# [EXERCISE]
Restate all of the material, keeping every line identical to the original.

# [TASK DATA]
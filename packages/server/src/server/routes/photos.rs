//! Photo selection endpoints.

use anyhow::Context;
use axum::{
    extract::{Extension, Path, Query},
    Json,
};
use serde::{Deserialize, Serialize};

use crate::common::{PhotoAlbumId, PhotoId};
use crate::domains::photos::{Photo, PhotoFilter, PhotoListing, PhotoView};
use crate::server::app::AppState;
use crate::server::error::{ApiError, ApiResult};
use crate::server::middleware::RequireAdmin;

const DEFAULT_PHOTO_LIMIT: i64 = 200;
const MAX_PHOTO_LIMIT: i64 = 1000;

#[derive(Debug, Default, Deserialize)]
pub struct PhotoQuery {
    pub view: Option<String>,
    pub album_id: Option<PhotoAlbumId>,
    pub batch_key: Option<String>,
    pub limit: Option<i64>,
}

#[derive(Debug, Serialize)]
pub struct PhotoListResponse {
    pub view: &'static str,
    pub photos: Vec<PhotoListing>,
}

/// GET /api/photos
pub async fn list_photos_handler(
    Extension(state): Extension<AppState>,
    RequireAdmin(_user): RequireAdmin,
    Query(query): Query<PhotoQuery>,
) -> ApiResult<Json<PhotoListResponse>> {
    let view = match query.view.as_deref().map(str::trim).filter(|v| !v.is_empty()) {
        Some(raw) => raw
            .parse::<PhotoView>()
            .map_err(|e| ApiError::BadRequest(e.to_string()))?,
        None => PhotoView::default(),
    };
    let filter = PhotoFilter {
        album_id: query.album_id,
        batch_key: query
            .batch_key
            .map(|k| k.trim().to_string())
            .filter(|k| !k.is_empty()),
    };
    let limit = query
        .limit
        .unwrap_or(DEFAULT_PHOTO_LIMIT)
        .clamp(1, MAX_PHOTO_LIMIT);

    let photos = Photo::list(view, &filter, limit, &state.deps.db_pool)
        .await
        .context("Failed to list photos")?;

    Ok(Json(PhotoListResponse {
        view: view.as_str(),
        photos,
    }))
}

#[derive(Debug, Deserialize)]
pub struct CaptionUpdate {
    pub caption: Option<String>,
}

/// PATCH /api/photos/:id/caption
pub async fn update_caption_handler(
    Extension(state): Extension<AppState>,
    RequireAdmin(user): RequireAdmin,
    Path(id): Path<PhotoId>,
    Json(update): Json<CaptionUpdate>,
) -> ApiResult<Json<Photo>> {
    let photo = Photo::update_caption(id, update.caption.as_deref(), &state.deps.db_pool)
        .await
        .context("Failed to update caption")?
        .ok_or_else(|| ApiError::NotFound(format!("Photo {} not found", id)))?;

    tracing::debug!(photo_id = %id, edited_by = %user.user_id, "Caption updated");
    Ok(Json(photo))
}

# [TASK ANSWER]
filename packages/server/src/server/routes/photos.rs
//! Photo selection endpoints.

use anyhow::Context;
use axum::{
    extract::{Extension, Path, Query},
    Json,
};
use serde::{Deserialize, Serialize};

use crate::common::{PhotoAlbumId, PhotoId};
use crate::domains::photos::{Photo, PhotoFilter, PhotoListing, PhotoView};
use crate::server::app::AppState;
use crate::server::error::{ApiError, ApiResult};
use crate::server::middleware::RequireAdmin;

const DEFAULT_PHOTO_LIMIT: i64 = 200;
const MAX_PHOTO_LIMIT: i64 = 1000;

#[derive(Debug, Default, Deserialize)]
pub struct PhotoQuery {
    pub view: Option<String>,
    pub album_id: Option<PhotoAlbumId>,
    pub batch_key: Option<String>,
    pub limit: Option<i64>,
}

#[derive(Debug, Serialize)]
pub struct PhotoListResponse {
    pub view: &'static str,
    pub photos: Vec<PhotoListing>,
}

/// GET /api/photos
pub async fn list_photos_handler(
    Extension(state): Extension<AppState>,
    RequireAdmin(_user): RequireAdmin,
    Query(query): Query<PhotoQuery>,
) -> ApiResult<Json<PhotoListResponse>> {
    let view = match query.view.as_deref().map(str::trim).filter(|v| !v.is_empty()) {
        Some(raw) => raw
            .parse::<PhotoView>()
            .map_err(|e| ApiError::BadRequest(e.to_string()))?,
        None => PhotoView::default(),
    };
    let filter = PhotoFilter {
        album_id: query.album_id,
        batch_key: query
            .batch_key
            .map(|k| k.trim().to_string())
            .filter(|k| !k.is_empty()),
    };
    let limit = query
        .limit
        .unwrap_or(DEFAULT_PHOTO_LIMIT)
        .clamp(1, MAX_PHOTO_LIMIT);

    let photos = Photo::list(view, &filter, limit, &state.deps.db_pool)
        .await
        .context("Failed to list photos")?;

    Ok(Json(PhotoListResponse {
        view: view.as_str(),
        photos,
    }))
}

#[derive(Debug, Deserialize)]
pub struct CaptionUpdate {
    pub caption: Option<String>,
}

/// PATCH /api/photos/:id/caption
pub async fn update_caption_handler(
    Extension(state): Extension<AppState>,
    RequireAdmin(user): RequireAdmin,
    Path(id): Path<PhotoId>,
    Json(update): Json<CaptionUpdate>,
) -> ApiResult<Json<Photo>> {
    let photo = Photo::update_caption(id, update.caption.as_deref(), &state.deps.db_pool)
        .await
        .context("Failed to update caption")?
        .ok_or_else(|| ApiError::NotFound(format!("Photo {} not found", id)))?;

    tracing::debug!(photo_id = %id, edited_by = %user.user_id, "Caption updated");
    Ok(Json(photo))
}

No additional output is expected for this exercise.